Irritable Bowel Syndrome

Irritable bowel syndrome (IBS) is a mixture of abdominal symptoms for which there is no apparent cause. Symptoms include constipation, diarrhoea, bloating and abdominal pain.

It’s the most common condition seen by gastroenterologists and estimates suggest that as many as one in five adults in the UK have IBS at any one time.

Professor Peter Whorwell, Consultant Physician and Gastroenterologist at the University Hospital of South Manchester conducted research into using hypnosis as part of a treatment plan for IBS and is a strong supporter of this complementary approach. He uses it to help his patients and maintains that it’s effective for two reasons – one is that it lowers anxiety and two, it acts as pain management and decreases the sensitivity in the gut.

Hypnotherapy has been used with both adults and children to help manage the pain associated with irritable bowel. There is evidence to support its use in this condition for both adults and children and the National Institute for Health and Clinical Guidance (NICE) recommends the NHS should consider referring patients for hypnotherapy if their irritable bowel is persistent and has failed to respond to simple prescribed medicine.

Since the cause of IBS is unknown, it’s not possible to reliably prevent symptoms. The following strategies can help your digestive system and so may improve the condition.

  • Drink lots of water, preferably two litres a day
  • A high-fibre diet improves digestion. The amount of fibre must be increased gradually to allow the stomach to get used to it
  • Avoid food or beverages that make the symptoms worse. Coffee and milk are frequent offenders
  • It may be helpful to keep a diary in which you note down the foods that seem to upset your stomach
  • Avoid strong spices and foods that give you wind
  • Avoid large meals, but eat regularly
  • Limit your alcohol intake

Is there anything else that I can do to improve IBS?

  • Physical activity and exercise can improve digestion and reduce stress.
  • Heat treatment with hot packs, hot-water bottles or electric blankets may relieve stomach pain.
  • Try to reduce the amount of stress in your life. You might like to experiment with some of the different relaxation techniques, such as yoga, hypnotherapy and meditation.
  • Try to keep things in perspective: excessive worrying about digestive problems could lead to social and psychological problems.

How will hypnotherapy help?

Research has concluded that IBS can often be triggered by stress, so beginning the spasms, cramps or other symptoms affecting the small or large bowels.

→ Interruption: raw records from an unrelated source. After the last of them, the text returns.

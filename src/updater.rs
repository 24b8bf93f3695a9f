//! One full update run: read targets, fetch rates, write them back.

use crate::core::catalog::get_currencies;
use crate::core::config::ProviderSettings;
use crate::core::currency::{ConfigSource, Currency, CurrencyCatalog};
use crate::core::rates::RateMap;
use crate::core::writer::{SaveReport, save_latest_rates};
use crate::fetcher::RateFetcher;
use anyhow::{Context, Result};
use rust_decimal::Decimal;
use std::collections::BTreeMap;
use tracing::{info, warn};

/// A target currency and the rate it is moving to.
#[derive(Debug, Clone, PartialEq)]
pub struct RateChange {
    pub currency: Currency,
    pub new_rate: Decimal,
}

#[derive(Debug, Clone, Default)]
pub struct UpdateReport {
    pub default_currency: Option<String>,
    pub changes: Vec<RateChange>,
    /// ISO codes of target currencies the provider had no rate for.
    pub unpriced: Vec<String>,
    /// `None` when nothing was written (dry run).
    pub saved: Option<SaveReport>,
}

/// Pairs target currencies with fetched rates by ISO code.
pub fn match_rates(currencies: &[Currency], rates: &RateMap) -> (Vec<RateChange>, Vec<String>) {
    let mut changes = Vec::new();
    let mut unpriced = Vec::new();
    for currency in currencies {
        match rates.get(&currency.iso4217.to_uppercase()) {
            Some(rate) => changes.push(RateChange {
                currency: currency.clone(),
                new_rate: *rate,
            }),
            None => unpriced.push(currency.iso4217.clone()),
        }
    }
    (changes, unpriced)
}

pub async fn update_rates(
    config: &dyn ConfigSource,
    catalog: &dyn CurrencyCatalog,
    fetcher: &RateFetcher,
    settings: &ProviderSettings,
    dry_run: bool,
) -> Result<UpdateReport> {
    let currencies = get_currencies(config, catalog)?;
    let rates = match fetcher.get_latest_rates(settings).await {
        Ok(rates) => rates,
        Err(e) if e.is_fetch_failure() => {
            return Err(e).context("Failed to fetch latest rates");
        }
        Err(e) => return Err(e).context("Failed to re-base latest rates"),
    };

    let (changes, unpriced) = match_rates(&currencies, &rates);
    if !unpriced.is_empty() {
        warn!(?unpriced, "No rate available for some currencies");
    }

    let saved = if dry_run {
        info!(count = changes.len(), "Dry run, not saving rates");
        None
    } else {
        let by_id: BTreeMap<String, Decimal> = changes
            .iter()
            .map(|c| (c.currency.id.clone(), c.new_rate))
            .collect();
        let report = save_latest_rates(catalog, &by_id);
        info!(
            updated = report.updated.len(),
            missing = report.missing.len(),
            failed = report.failed.len(),
            "Saved latest rates"
        );
        Some(report)
    };

    Ok(UpdateReport {
        default_currency: settings.default_currency(),
        changes,
        unpriced,
        saved,
    })
}
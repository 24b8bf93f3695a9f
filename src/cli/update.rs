use super::ui;
use crate::core::config::AppConfig;
use crate::core::currency::CurrencyCatalog;
use crate::fetcher::RateFetcher;
use crate::updater::{self, UpdateReport};
use anyhow::Result;
use comfy_table::Cell;

impl UpdateReport {
    pub fn display_as_table(&self) -> String {
        let base = self.default_currency.as_deref().unwrap_or("default");
        let mut table = ui::new_styled_table();
        table.set_header(vec![
            ui::header_cell("Currency"),
            ui::header_cell("Code"),
            ui::header_cell(&format!("Old rate (per {base})")),
            ui::header_cell("New rate"),
            ui::header_cell("Status"),
        ]);

        for change in &self.changes {
            let id = &change.currency.id;
            let status = match &self.saved {
                None => ui::status_cell("Dry run", true),
                Some(saved) if saved.updated.contains(id) => ui::status_cell("Updated", true),
                Some(saved) if saved.missing.contains(id) => ui::status_cell("Missing", false),
                Some(saved) if saved.rejected.contains(id) => {
                    ui::status_cell("Rejected", false)
                }
                Some(_) => ui::status_cell("Failed", false),
            };
            table.add_row(vec![
                Cell::new(&change.currency.name),
                Cell::new(&change.currency.iso4217),
                ui::rate_cell(change.currency.conversion_rate),
                ui::rate_cell(change.new_rate),
                status,
            ]);
        }

        let mut output = table.to_string();
        if !self.unpriced.is_empty() {
            output.push_str(&format!(
                "\n\n{} {}",
                ui::style_text("No rate available for:", ui::StyleType::Error),
                self.unpriced.join(", ")
            ));
        }
        if let Some(saved) = &self.saved {
            for (id, reason) in &saved.failed {
                output.push_str(&format!(
                    "\n{}",
                    ui::style_text(&format!("{id}: {reason}"), ui::StyleType::Subtle)
                ));
            }
        }
        output
    }
}

pub async fn run(
    config: &AppConfig,
    catalog: &dyn CurrencyCatalog,
    fetcher: &RateFetcher,
    dry_run: bool,
) -> Result<()> {
    let settings = config.provider_settings();

    let pb = ui::new_spinner("Updating conversion rates...");
    let result = updater::update_rates(config, catalog, fetcher, &settings, dry_run).await;
    pb.finish_and_clear();
    let report = result?;

    if report.changes.is_empty() {
        println!(
            "{}",
            ui::style_text("Nothing to update.", ui::StyleType::Subtle)
        );
        if !report.unpriced.is_empty() {
            println!("No rate available for: {}", report.unpriced.join(", "));
        }
        return Ok(());
    }

    println!("{}", report.display_as_table());
    if let Some(saved) = &report.saved {
        let summary = format!("{} of {} updated", saved.updated.len(), report.changes.len());
        let style_type = if saved.is_complete() {
            ui::StyleType::Success
        } else {
            ui::StyleType::Error
        };
        println!("\n{}", ui::style_text(&summary, style_type));
    }
    Ok(())
}

#[cfg(test)]
mod tests {
    use crate::core::currency::Currency;
    use crate::core::writer::SaveReport;
    use crate::updater::{RateChange, UpdateReport};
    use rust_decimal_macros::dec;

    #[test]
    fn test_display_as_table() {
        let report = UpdateReport {
            default_currency: Some("USD".to_string()),
            changes: vec![
                RateChange {
                    currency: Currency::new("a", "Euro", "EUR", dec!(0.9)),
                    new_rate: dec!(0.9091),
                },
                RateChange {
                    currency: Currency::new("b", "Japanese Yen", "JPY", dec!(150)),
                    new_rate: dec!(118.18),
                },
            ],
            unpriced: vec!["XAU".to_string()],
            saved: Some(SaveReport {
                updated: vec!["a".to_string()],
                missing: vec!["b".to_string()],
                ..Default::default()
            }),
        };

        let output = report.display_as_table();

        assert!(output.contains("Old rate (per USD)"));
        assert!(output.contains("Updated"));
        assert!(output.contains("Missing"));
        assert!(output.contains("XAU"));
    }
}
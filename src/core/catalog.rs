use crate::core::currency::{
    ConfigSource, Currency, CurrencyCatalog, CurrencyFilter, CurrencyStatus, DEFAULT_CURRENCY_KEY,
};
use anyhow::{Context, Result};
use tracing::{debug, warn};

/// Active currencies other than the configured default, ordered by name.
pub fn get_currencies(
    config: &dyn ConfigSource,
    catalog: &dyn CurrencyCatalog,
) -> Result<Vec<Currency>> {
    let default_iso4217 = config
        .get_config(DEFAULT_CURRENCY_KEY)
        .map(|s| s.trim().to_uppercase())
        .filter(|s| !s.is_empty());
    if default_iso4217.is_none() {
        warn!("No default currency configured, listing every active currency");
    }

    let filter = CurrencyFilter {
        status: Some(CurrencyStatus::Active),
        exclude_iso4217: default_iso4217,
    };
    let mut currencies = catalog
        .list_currencies(&filter)
        .context("Failed to list currencies")?;
    currencies.sort_by(|a, b| a.name.cmp(&b.name));

    debug!(count = currencies.len(), "Loaded target currencies");
    Ok(currencies)
}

Although hypnotherapy has been proven to help IBS, you should ensure that you seek medical attention in order to have the condition diagnosed and treatment options outlined by your doctor, prior to hypnotherapy.

Hypnotherapy can be used as a relaxation tool to reduce general levels of anxiety and the more specific stress associated with having IBS. In addition, visualisation and NLP (neuro linguistic programming) techniques will be utilised to remove any fears associated with the condition.

Aspects of CBT (cognitive behavioural therapy) and solutions focused brief therapy will then allow you to take control, reduce or eliminate pain and other symptoms and to concentrate on more positive aspects.

The number of session required will be determined by the severity of the condition, however as this therapy will deal with overall anxiety and stress levels, this is usually between 8-12 sessions, although improvements will often be noticed after 5-6 sessions. This will be discussed during the initial consultation.